I am arguing on another forum that there was a plan in the Second World War to evacuate Churchill and the Royal Family to Canada if the Nazis invaded. I believe it was called Operation Coates, but the reference I found doesn’t mention Churchill.
Churchill doesn’t seem like the sort of person to evacuate. At Sidney Street he was in the front line. In the Great War he patrolled No Man’s Land and didn’t duck. In air raids in WW2 he went to the rooftops to watch. He was a crack shot and said to his daughter-in-law, “you can always take one with you.” So I don’t think he would evacuate on invasion. Am I wrong? Would Churchill have left to continue the fight from overseas? —Andrew Smith on Churchillchat
A: Highly unlikely
No one can say, but your surmise is probably correct. Of course there was a plan, as there were for every contingency. Many children had already been sent to Canada when someone suggested that Princesses Elizabeth and Margaret Rose should go as well. Queen Elizabeth quickly put an end to that: “The children can’t go without me. I can’t leave the King, and of course the King won’t go.”1 Around the same time, Churchill had declared in Parliament:
…and even if, which I do not for a moment believe, this island or a large part of it were subjugated and starving, then our Empire beyond the seas, armed and guarded by the British Fleet, would carry on the struggle, until, in God’s good time, the new world, with all its power and might, steps forth to the rescue and the liberation of the old.2
“Street by street”
In Churchill’s unbelieved scenario, the King and his family might been forced to evacuate with the Fleet. But persuading them would have been difficult—as it was with many Britons in those days. Martin Gilbert offers a striking example:
One child, however, who had no intention of going to Canada was the eleven-year-old David Wedgwood Benn, youngest son of the Labour MP and former Secretary of State for India, William Wedgwood Benn. On July 4 The Times had published a letter from David Wedgwood Benn, opposing his dispatch to Canada, “I would rather be bombed to fragments,” he wrote, “than leave England.” Brendan Bracken sent a copy of this letter to Churchill, who wrote in his own hand to Wedgwood Benn senior: “A splendid letter from your boy. We must all try to live up to this standard.” Churchill also sent the young man himself a signed copy of My Early Life, for which gift he received the following reply, delivered by hand to Downing Street:
Dear Prime Minister, I was greatly honoured to receive your book, on my return from school. I have read 38 pages and find it very fascinating. It will be interesting in my later life to remember your kindness and to keep your book as a relic for ever. The Fortresses of London in which we shall fight for our lives “street by street” will also be worthy of remembrance. I am very glad that I am not to be ushered into safety.3
David Wedgwood Benn was the brother of the future Labour cabinet minister and left-wing activist Tony Benn.
In extremis
Would Churchill ever evacuate? We may only guess. It seems likely, however, that he would prefer the Götterdämmerung finale. After all, he’d told his Cabinet: “If this long island story of ours is to end at last, let it end only when each of us lies choking in his own blood upon the ground.”4 One memorable view of that end was conjured up by Norman Longmate in his stark counterfactual, If Britain Had Fallen (1972):
Later that afternoon with the Germans already in Trafalgar Square and advancing down Whitehall to take their position in the rear, the enemy unit advancing across St. James’s Park made their final charge. Several of those in the Downing Street position were already dead, among them the Commander-in-Chief, and at last the Bren ceased its chatter, its last magazine emptied. Churchill reluctantly abandoned the machine-gun, drew his pistol and with great satisfaction, for it was a notoriously inaccurate weapon, shot dead the first German to reach the foot of the steps.
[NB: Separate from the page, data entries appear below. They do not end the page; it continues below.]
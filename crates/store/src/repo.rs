//! Repository for Series and Episode entities.
//!
//! Every method is a single auto-committed statement (or a short sequence of
//! them). Nothing here holds a transaction across calls, so whatever a sync
//! run committed before a crash stays committed.

use crate::Database;
use crate::error::{ErrorKind, Result};
use crate::models::{
    Episode, EpisodeId, EpisodeInsert, EpisodeRow, NewEpisode, NewSeries, Series, SeriesId, SeriesInsert, SeriesRow,
    Stats, StatsRow,
};
use exn::{OptionExt, ResultExt};
use sqlx::SqlitePool;
use time::UtcDateTime;
use tracing::instrument;

fn is_unique_violation(err: &sqlx::Error) -> bool {
    err.as_database_error().is_some_and(|e| e.is_unique_violation())
}

fn to_sql_id(id: u64) -> Result<i64> {
    i64::try_from(id).or_raise(|| ErrorKind::InvalidData("tmdb id"))
}

/// Repository for managing Series and Episode rows in the store.
///
/// # Relationships
///
/// - A series owns its episodes; deleting a series cascades to them
/// - An episode is identified by `(series, season, number)`; re-inserting the
///   same triple is reported as [`EpisodeInsert::Duplicate`]
/// - A series is identified by its metadata id and/or its catalog URL;
///   re-inserting either is reported as [`SeriesInsert::Existing`]
#[derive(Debug, Clone)]
pub struct Repository {
    pool: SqlitePool,
}
impl From<&Database> for Repository {
    fn from(db: &Database) -> Self {
        Self { pool: db.pool().clone() }
    }
}
impl Repository {
    /// Create a new repository with the given connection pool.
    pub fn new(pool: SqlitePool) -> Self {
        Self { pool }
    }

    // =========================================================================
    // Insert
    // =========================================================================

    /// Insert a new series.
    ///
    /// If a series with the same metadata id is already stored, nothing is
    /// inserted and its id is returned as [`SeriesInsert::Existing`]. Without
    /// a metadata id a new row is always inserted, unless the source URL is
    /// already taken, in which case that row's id is returned instead.
    #[instrument(skip_all, fields(title = %series.title, tmdb_id = ?series.tmdb_id))]
    pub async fn create_series(&self, series: &NewSeries) -> Result<SeriesInsert> {
        if let Some(tmdb_id) = series.tmdb_id
            && let Some(existing) = self.find_series_by_external_id(tmdb_id).await?
        {
            tracing::debug!(series_id = %existing.id, "Series with this metadata id already stored");
            return Ok(SeriesInsert::Existing(existing.id));
        }
        let tmdb_id = series.tmdb_id.map(to_sql_id).transpose()?;
        let now = UtcDateTime::now().unix_timestamp();
        let inserted: sqlx::Result<i64> = sqlx::query_scalar(include_str!("../queries/insert_series.sql"))
            .bind(tmdb_id)
            .bind(&series.title)
            .bind(&series.original_title)
            .bind(&series.source_url)
            .bind(&series.origin_country)
            .bind(&series.poster_path)
            .bind(now)
            .bind(now)
            .fetch_one(&self.pool)
            .await;
        match inserted {
            Ok(id) => Ok(SeriesInsert::Created(SeriesId(id))),
            Err(err) if is_unique_violation(&err) => self.conflicting_series(series).await,
            Err(err) => Err(err).or_raise(|| ErrorKind::Database),
        }
    }

    /// Find the row that made an insert of `series` violate a unique key.
    async fn conflicting_series(&self, series: &NewSeries) -> Result<SeriesInsert> {
        if let Some(tmdb_id) = series.tmdb_id
            && let Some(existing) = self.find_series_by_external_id(tmdb_id).await?
        {
            return Ok(SeriesInsert::Existing(existing.id));
        }
        let existing = match &series.source_url {
            Some(url) => self.find_series_by_source_url(url).await?,
            None => None,
        };
        let existing = existing.ok_or_raise(|| ErrorKind::Constraint)?;
        tracing::debug!(series_id = %existing.id, "Series with this source URL already stored");
        Ok(SeriesInsert::Existing(existing.id))
    }

    /// Insert a new episode.
    ///
    /// Returns [`EpisodeInsert::Duplicate`] (not an error) when the
    /// `(series, season, episode)` triple is already recorded, so retrying
    /// the same insert is harmless.
    #[instrument(skip_all, fields(series_id = %episode.series_id, season = episode.season, episode = episode.number))]
    pub async fn create_episode(&self, episode: &NewEpisode) -> Result<EpisodeInsert> {
        if episode.number == 0 || episode.season == 0 {
            exn::bail!(ErrorKind::InvalidData("episode and season numbers must be positive"));
        }
        let tmdb_id = episode.tmdb_id.map(to_sql_id).transpose()?;
        let inserted: sqlx::Result<i64> = sqlx::query_scalar(include_str!("../queries/insert_episode.sql"))
            .bind(episode.series_id.0)
            .bind(tmdb_id)
            .bind(i64::from(episode.number))
            .bind(i64::from(episode.season))
            .bind(&episode.title)
            .bind(&episode.source_url)
            .bind(&episode.video_url)
            .bind(&episode.quality)
            .bind(UtcDateTime::now().unix_timestamp())
            .fetch_one(&self.pool)
            .await;
        match inserted {
            Ok(id) => Ok(EpisodeInsert::Created(EpisodeId(id))),
            Err(err) if is_unique_violation(&err) => Ok(EpisodeInsert::Duplicate),
            Err(err) => Err(err).or_raise(|| ErrorKind::Database),
        }
    }

    // =========================================================================
    // Get/Fetch
    // =========================================================================

    pub async fn get_series(&self, id: SeriesId) -> Result<Option<Series>> {
        let row: Option<SeriesRow> = sqlx::query_as(include_str!("../queries/get_series.sql"))
            .bind(id.0)
            .fetch_optional(&self.pool)
            .await
            .or_raise(|| ErrorKind::Database)?;
        row.map(Series::try_from).transpose()
    }

    /// Get a series by its identifier on the metadata provider.
    pub async fn find_series_by_external_id(&self, tmdb_id: u64) -> Result<Option<Series>> {
        let row: Option<SeriesRow> = sqlx::query_as(include_str!("../queries/get_series_by_tmdb_id.sql"))
            .bind(to_sql_id(tmdb_id)?)
            .fetch_optional(&self.pool)
            .await
            .or_raise(|| ErrorKind::Database)?;
        row.map(Series::try_from).transpose()
    }

    /// Get a series by its canonical page on the catalog site (exact match).
    pub async fn find_series_by_source_url(&self, url: impl AsRef<str>) -> Result<Option<Series>> {
        let row: Option<SeriesRow> = sqlx::query_as(include_str!("../queries/get_series_by_source_url.sql"))
            .bind(url.as_ref())
            .fetch_optional(&self.pool)
            .await
            .or_raise(|| ErrorKind::Database)?;
        row.map(Series::try_from).transpose()
    }

    /// Whether the `(series, season, episode)` triple has been recorded.
    ///
    /// This is the primary deduplication gate; the unique constraint behind
    /// [`create_episode`](Self::create_episode) is only a backstop.
    pub async fn episode_exists(&self, series_id: SeriesId, season: u32, number: u32) -> Result<bool> {
        let exists: i64 = sqlx::query_scalar(include_str!("../queries/episode_exists.sql"))
            .bind(series_id.0)
            .bind(i64::from(season))
            .bind(i64::from(number))
            .fetch_one(&self.pool)
            .await
            .or_raise(|| ErrorKind::Database)?;
        Ok(exists != 0)
    }

    /// The episode with the highest `(season, number)` of a series.
    pub async fn latest_episode(&self, series_id: SeriesId) -> Result<Option<Episode>> {
        let row: Option<EpisodeRow> = sqlx::query_as(include_str!("../queries/latest_episode.sql"))
            .bind(series_id.0)
            .fetch_optional(&self.pool)
            .await
            .or_raise(|| ErrorKind::Database)?;
        row.map(Episode::try_from).transpose()
    }

    // =========================================================================
    // Listing
    // =========================================================================

    /// All episodes of a series, ordered by season then episode number.
    pub async fn list_episodes(&self, series_id: SeriesId) -> Result<Vec<Episode>> {
        let rows: Vec<EpisodeRow> = sqlx::query_as(include_str!("../queries/list_episodes.sql"))
            .bind(series_id.0)
            .fetch_all(&self.pool)
            .await
            .or_raise(|| ErrorKind::Database)?;
        rows.into_iter().map(Episode::try_from).collect()
    }

    /// All series, most recently checked first.
    pub async fn list_all_series(&self) -> Result<Vec<Series>> {
        let rows: Vec<SeriesRow> = sqlx::query_as(include_str!("../queries/list_all_series.sql"))
            .fetch_all(&self.pool)
            .await
            .or_raise(|| ErrorKind::Database)?;
        rows.into_iter().map(Series::try_from).collect()
    }

    pub async fn stats(&self) -> Result<Stats> {
        let row: StatsRow = sqlx::query_as(include_str!("../queries/stats.sql"))
            .fetch_one(&self.pool)
            .await
            .or_raise(|| ErrorKind::Database)?;
        Ok(Stats {
            series: u64::try_from(row.series).or_raise(|| ErrorKind::InvalidData("series count"))?,
            episodes: u64::try_from(row.episodes).or_raise(|| ErrorKind::InvalidData("episode count"))?,
        })
    }

    // =========================================================================
    // Update
    // =========================================================================

    /// Mark a series as checked just now.
    ///
    /// Returns `false` if no series has the given id; the caller decides how
    /// loudly to fail.
    pub async fn touch_series(&self, series_id: SeriesId) -> Result<bool> {
        self.touch_series_at(series_id, UtcDateTime::now()).await
    }

    pub(crate) async fn touch_series_at(&self, series_id: SeriesId, at: UtcDateTime) -> Result<bool> {
        let result = sqlx::query(include_str!("../queries/touch_series.sql"))
            .bind(at.unix_timestamp())
            .bind(series_id.0)
            .execute(&self.pool)
            .await
            .or_raise(|| ErrorKind::Database)?;
        Ok(result.rows_affected() > 0)
    }
}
As two more rushed forward, covered by a third in the distance, Winston Churchill moved out of the shelter of the sandbags, as if personally to bar the way up Downing Street. A German NCO, running up to find the cause of the unexpected hold-up, recognised him and shouted to the soldiers not to shoot, but he was too late. A burst of bullets from a machine-carbine caught the Prime Minister full in the chest. He died instantly, his back to Downing Street, his face toward the enemy, his pistol still in his hand.5
Retrospective reminder
With all our troubles we are, one hopes, still far removed from such sterner days. To some, Longmate’s vision may seem other-worldly. But Churchill had few doubts what the end might be:
…if you will not fight for the right when you can easily win without bloodshed; if you will not fight when your victory will be sure and not too costly; you may come to the moment when you will have to fight with all the odds against you and only a precarious chance of survival. There may even be a worse case. You may have to fight when there is no hope of victory, because it is better to perish than live as slaves.6
Endnotes
1 John Pearson, Citadel of the Heart (London: Bloomsbury, 1991), 291.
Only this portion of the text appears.